The Chinese company $600 million secured $4 billion in fresh funds late last month, partly to fuel its international ambitions.
CEO Cheng Wei said that globalization is a top strategic priority for Didi.
Didi Chuxing was already the lead investor in a $100 million funding round for 99 a year ago.
Over the past 12 months, this has sent engineering teams to Sao Paulo to work on improving 99’s technology to make it more competitive with Uber.
Didi sees similarities between cities in China and Latin America, including patterns of urban development and unevenly developed public transportation systems.
Didi Chuxing appears to be interested in growing elsewhere in Latin America.

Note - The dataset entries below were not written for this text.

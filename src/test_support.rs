//! A tiny randomly initialised BART and a word-level tokenizer, small enough
//! to run the full pipeline in unit tests.

use crate::config::BartConfig;
use crate::model_loader::Weights;
use ndarray::{ArrayD, IxDyn};
use rand::rngs::StdRng;
use rand::{Rng, SeedableRng};
use safetensors::tensor::TensorView;
use safetensors::Dtype;
use std::collections::HashMap;
use std::fs;
use std::path::Path;

pub const TINY_CONFIG_JSON: &str = r#"{
    "model_type": "bart",
    "vocab_size": 20,
    "max_position_embeddings": 1024,
    "d_model": 8,
    "encoder_layers": 1,
    "decoder_layers": 2,
    "encoder_attention_heads": 2,
    "decoder_attention_heads": 2,
    "encoder_ffn_dim": 16,
    "decoder_ffn_dim": 16,
    "activation_function": "gelu",
    "scale_embedding": false,
    "normalize_before": false,
    "add_final_layer_norm": false,
    "bos_token_id": 0,
    "pad_token_id": 1,
    "eos_token_id": 2,
    "decoder_start_token_id": 2,
    "forced_bos_token_id": 0,
    "forced_eos_token_id": 2,
    "no_repeat_ngram_size": 3
}"#;

pub const WORDS: [&str; 16] = [
    "the", "cat", "sat", "on", "mat", "a", "dog", "ran", "in", "park", "and", "was", "happy", ".", "sun", "day",
];

pub fn tokenizer_json() -> String {
    let mut vocab = serde_json::Map::new();
    for (id, token) in ["<s>", "<pad>", "</s>", "<unk>"].iter().chain(WORDS.iter()).enumerate() {
        vocab.insert(token.to_string(), serde_json::json!(id));
    }
    let added_tokens: Vec<serde_json::Value> = ["<s>", "<pad>", "</s>", "<unk>"]
        .iter()
        .enumerate()
        .map(|(id, content)| {
            serde_json::json!({
                "id": id,
                "content": content,
                "single_word": false,
                "lstrip": false,
                "rstrip": false,
                "normalized": false,
                "special": true
            })
        })
        .collect();
    serde_json::json!({
        "version": "1.0",
        "truncation": null,
        "padding": null,
        "added_tokens": added_tokens,
        "normalizer": null,
        "pre_tokenizer": { "type": "Whitespace" },
        "post_processor": {
            "type": "RobertaProcessing",
            "sep": ["</s>", 2],
            "cls": ["<s>", 0],
            "trim_offsets": true,
            "add_prefix_space": true
        },
        "decoder": null,
        "model": { "type": "WordLevel", "vocab": vocab, "unk_token": "<unk>" }
    })
    .to_string()
}

pub fn tiny_config() -> BartConfig {
    serde_json::from_str(TINY_CONFIG_JSON).unwrap()
}

/// Every tensor a BART checkpoint for `config` holds, with seeded random values.
pub fn random_tensors(config: &BartConfig, seed: u64) -> Vec<(String, Vec<usize>, Vec<f32>)> {
    let mut rng = StdRng::seed_from_u64(seed);
    let mut tensors = Vec::new();
    let d = config.d_model;

    let mut random = |name: String, shape: Vec<usize>, tensors: &mut Vec<(String, Vec<usize>, Vec<f32>)>| {
        let n: usize = shape.iter().product();
        let data = (0..n).map(|_| rng.gen_range(-0.5f32..0.5)).collect();
        tensors.push((name, shape, data));
    };
    let constant = |name: String, shape: Vec<usize>, value: f32, tensors: &mut Vec<(String, Vec<usize>, Vec<f32>)>| {
        let n: usize = shape.iter().product();
        tensors.push((name, shape, vec![value; n]));
    };

    random("model.shared.weight".to_string(), vec![config.vocab_size, d], &mut tensors);
    for (stack, layers, ffn) in [
        ("encoder", config.encoder_layers, config.encoder_ffn_dim),
        ("decoder", config.decoder_layers, config.decoder_ffn_dim),
    ] {
        let prefix = format!("model.{}", stack);
        random(format!("{}.embed_positions.weight", prefix), vec![config.max_position_embeddings + 2, d], &mut tensors);
        constant(format!("{}.layernorm_embedding.weight", prefix), vec![d], 1.0, &mut tensors);
        constant(format!("{}.layernorm_embedding.bias", prefix), vec![d], 0.0, &mut tensors);
        for i in 0..layers {
            let layer = format!("{}.layers.{}", prefix, i);
            let mut blocks = vec!["self_attn"];
            if stack == "decoder" {
                blocks.push("encoder_attn");
            }
            for block in blocks {
                for proj in ["q_proj", "k_proj", "v_proj", "out_proj"] {
                    random(format!("{}.{}.{}.weight", layer, block, proj), vec![d, d], &mut tensors);
                    random(format!("{}.{}.{}.bias", layer, block, proj), vec![d], &mut tensors);
                }
                constant(format!("{}.{}_layer_norm.weight", layer, block), vec![d], 1.0, &mut tensors);
                constant(format!("{}.{}_layer_norm.bias", layer, block), vec![d], 0.0, &mut tensors);
            }
            random(format!("{}.fc1.weight", layer), vec![ffn, d], &mut tensors);
            random(format!("{}.fc1.bias", layer), vec![ffn], &mut tensors);
            random(format!("{}.fc2.weight", layer), vec![d, ffn], &mut tensors);
            random(format!("{}.fc2.bias", layer), vec![d], &mut tensors);
            constant(format!("{}.final_layer_norm.weight", layer), vec![d], 1.0, &mut tensors);
            constant(format!("{}.final_layer_norm.bias", layer), vec![d], 0.0, &mut tensors);
        }
    }

    // Keep <s>, <pad> and <unk> out of the generated text.
    let mut final_logits_bias = vec![0.0f32; config.vocab_size];
    for id in [0usize, 1, 3] {
        final_logits_bias[id] = -1e4;
    }
    tensors.push(("final_logits_bias".to_string(), vec![1, config.vocab_size], final_logits_bias));
    tensors
}

pub fn random_weights(config: &BartConfig, seed: u64) -> Weights {
    let map: HashMap<String, ArrayD<f32>> = random_tensors(config, seed)
        .into_iter()
        .map(|(name, shape, data)| (name, ArrayD::from_shape_vec(IxDyn(&shape), data).unwrap()))
        .collect();
    Weights::from_map(map)
}

/// Writes `config.json`, `tokenizer.json` and `model.safetensors` into `dir`.
pub fn write_model_dir(dir: &Path) {
    fs::write(dir.join("config.json"), TINY_CONFIG_JSON).unwrap();
    fs::write(dir.join("tokenizer.json"), tokenizer_json()).unwrap();

    let tensors = random_tensors(&tiny_config(), 7);
    let bytes: Vec<(String, Vec<usize>, Vec<u8>)> = tensors
        .into_iter()
        .map(|(name, shape, data)| (name, shape, data.iter().flat_map(|v| v.to_le_bytes()).collect()))
        .collect();
    let views: Vec<(String, TensorView)> = bytes
        .iter()
        .map(|(name, shape, data)| (name.clone(), TensorView::new(Dtype::F32, shape.clone(), data).unwrap()))
        .collect();
    let serialized = safetensors::serialize(views, &None).unwrap();
    fs::write(dir.join("model.safetensors"), serialized).unwrap();
}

The expansion extends Didi’s heated rivalry with Uber, which shifted its attention and resources to Latin America after retreating from China. Uber is the leading ride hailing company in Brazil, and Mexico City is one of Uber’s busiest markets in the world. Didi has also made inroads into several other global markets that are very important to Uber.
It has partnered with seven international ride-hailing companies, including Grab in Southeast Asia, Ola in India and Taxify, which operates in Europe, Africa and other regions. Working as a loose coalition, the companies have a better chance of competing against Uber and its formidable war chest.
The series of deals in recent years has also created a tangled the mesh of alliances in the industry.